Oh, and avoid olives, they make the mathematics even more depressing, large olives, less alcohol.
There are many quotes by famous people about problems being opportunities.
“The block of granite which was an obstacle in the pathway of the weak, became a stepping-stone in the pathway of the strong.” Thomas Carlyle.
“Every problem is an opportunity in disguise.” John Adams.
“Never let a good crisis go to waste.” Attributed to many.
All sensible and inspirational twists on setback.
We are going to apply a similar twist to rather gross facts.
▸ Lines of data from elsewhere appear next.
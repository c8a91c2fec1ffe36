//! HTML forms: binding submitted data, validation errors and rendering.
//!
//! A [`Form`] is a list of [`FormField`]s plus whole-form errors. It is
//! `Serialize`, so templates render it with `{% include "forms/form.html" %}`
//! and a single row with `forms/field_row.html`. Concrete forms implement
//! [`ValidatedForm`], which is what [`validate_field_layer`] needs to
//! re-validate one field for htmx.

mod monster_form;
mod render;
mod validate;

pub use monster_form::{MonsterForm, MonsterFormKind};
pub use render::{field_row_context, render_field_row, FIELD_ROW_TEMPLATE, FORM_TEMPLATE};
pub use validate::{validate_field_layer, VALIDATE_FIELD_PARAM};

use serde::Serialize;

/// Message for a missing required value
pub const REQUIRED_MESSAGE: &str = "This field is required.";

/// Submitted form data: urlencoded pairs in submission order.
#[derive(Debug, Clone, Default, PartialEq, Eq)]
pub struct FormData(Vec<(String, String)>);

impl FormData {
    pub fn new(pairs: Vec<(String, String)>) -> Self {
        Self(pairs)
    }

    /// Parse an urlencoded string; malformed input yields no pairs.
    pub fn parse(encoded: &str) -> Self {
        Self(serde_urlencoded::from_str(encoded).unwrap_or_default())
    }

    /// First value submitted for `name`
    pub fn get(&self, name: &str) -> Option<&str> {
        self.0
            .iter()
            .find(|(key, _)| key == name)
            .map(|(_, value)| value.as_str())
    }

    pub fn contains(&self, name: &str) -> bool {
        self.0.iter().any(|(key, _)| key == name)
    }
}

impl From<Vec<(String, String)>> for FormData {
    fn from(pairs: Vec<(String, String)>) -> Self {
        Self(pairs)
    }
}

/// One `<option>` of a select field.
#[derive(Debug, Clone, PartialEq, Eq, Serialize)]
pub struct Choice {
    pub value: String,
    pub label: String,
}

/// Widget used to render a field.
#[derive(Debug, Clone, Copy, PartialEq, Eq, Serialize)]
#[serde(rename_all = "snake_case")]
pub enum Widget {
    Text,
    Checkbox,
    Date,
    Select,
}

/// A form field with its submitted value and errors.
#[derive(Debug, Clone, PartialEq, Eq, Serialize)]
pub struct FormField {
    pub name: String,
    pub label: String,
    pub widget: Widget,
    pub required: bool,
    /// Raw submitted value (or initial value) for redisplay
    pub value: String,
    /// Checkbox state
    pub checked: bool,
    pub max_length: Option<usize>,
    pub choices: Vec<Choice>,
    pub errors: Vec<String>,
}

impl FormField {
    pub fn new(name: impl Into<String>, label: impl Into<String>, widget: Widget) -> Self {
        Self {
            name: name.into(),
            label: label.into(),
            widget,
            required: false,
            value: String::new(),
            checked: false,
            max_length: None,
            choices: Vec::new(),
            errors: Vec::new(),
        }
    }

    #[must_use]
    pub fn required(mut self) -> Self {
        self.required = true;
        self
    }

    #[must_use]
    pub fn max_length(mut self, max_length: usize) -> Self {
        self.max_length = Some(max_length);
        self
    }

    #[must_use]
    pub fn choices(mut self, choices: Vec<Choice>) -> Self {
        self.choices = choices;
        self
    }

    #[must_use]
    pub fn initial(mut self, value: impl Into<String>) -> Self {
        self.value = value.into();
        self
    }

    #[must_use]
    pub fn initially_checked(mut self, checked: bool) -> Self {
        self.checked = checked;
        self
    }

    pub fn has_errors(&self) -> bool {
        !self.errors.is_empty()
    }
}

/// A set of fields plus errors not tied to any field.
#[derive(Debug, Clone, PartialEq, Eq, Serialize)]
pub struct Form {
    pub fields: Vec<FormField>,
    pub non_field_errors: Vec<String>,
    /// Render `hx-get` attributes that re-validate a field when it changes
    pub do_htmx_validation: bool,
    /// Whether data was submitted (unbound forms show no errors)
    pub is_bound: bool,
}

impl Form {
    pub fn new(fields: Vec<FormField>) -> Self {
        Self {
            fields,
            non_field_errors: Vec::new(),
            do_htmx_validation: false,
            is_bound: false,
        }
    }

    #[must_use]
    pub fn with_htmx_validation(mut self, enabled: bool) -> Self {
        self.do_htmx_validation = enabled;
        self
    }

    pub fn field(&self, name: &str) -> Option<&FormField> {
        self.fields.iter().find(|f| f.name == name)
    }

    pub fn field_mut(&mut self, name: &str) -> Option<&mut FormField> {
        self.fields.iter_mut().find(|f| f.name == name)
    }

    /// Attach an error to a field, or to the form when `field` is `None`
    /// or unknown.
    pub fn add_error(&mut self, field: Option<&str>, message: impl Into<String>) {
        let message = message.into();
        match field.and_then(|name| self.field_mut(name)) {
            Some(f) => f.errors.push(message),
            None => self.non_field_errors.push(message),
        }
    }

    pub fn has_errors(&self) -> bool {
        !self.non_field_errors.is_empty() || self.fields.iter().any(FormField::has_errors)
    }
}

/// A form that can be bound from submitted data and validated.
pub trait ValidatedForm: Send + Sized + 'static {
    /// Bind submitted data; nothing is validated yet.
    fn bind(data: &FormData) -> Self;

    /// Run field validation and the whole-record check. Errors end up in
    /// [`ValidatedForm::form`].
    fn is_valid(&mut self) -> bool;

    /// Field values and errors for rendering
    fn form(&self) -> &Form;
}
And in so doing highlight how mathematics can be used to frighten the unsuspecting.
Did you know that one in six mobile phones are contaminated with faecal matter? And cell phones carry ten times as many bacteria as toilet seats? Forty percent of office coffee mugs contain coliform bacteria, found in faeces. Forty percent! It gets worse. It is estimated that there is faecal matter on 72% of shopping carts. And shoes? Don’t go there.
Boy, how those numbers frighten us!
And those numbers also sell cleaning products. (Oh, sponges are about the most contaminated things there are.) And newspapers and magazines.
But we are looking at those numbers the wrong way. It’s the old problem/opportunity thing in disguise.
Have you used your cell phone today? Yes. Had a coffee in an office mug? Indeed. Worn shoes perhaps? Check. And are you currently ill? Me neither.
What’s the correct conclusion from the data then?
In the famous words of Corporal Jones, “Don’t panic!” As long as people’s health doesn’t get any worse then generally speaking the more germs there are the better. It simply mean that those germs aren’t as bad as their PR makes out.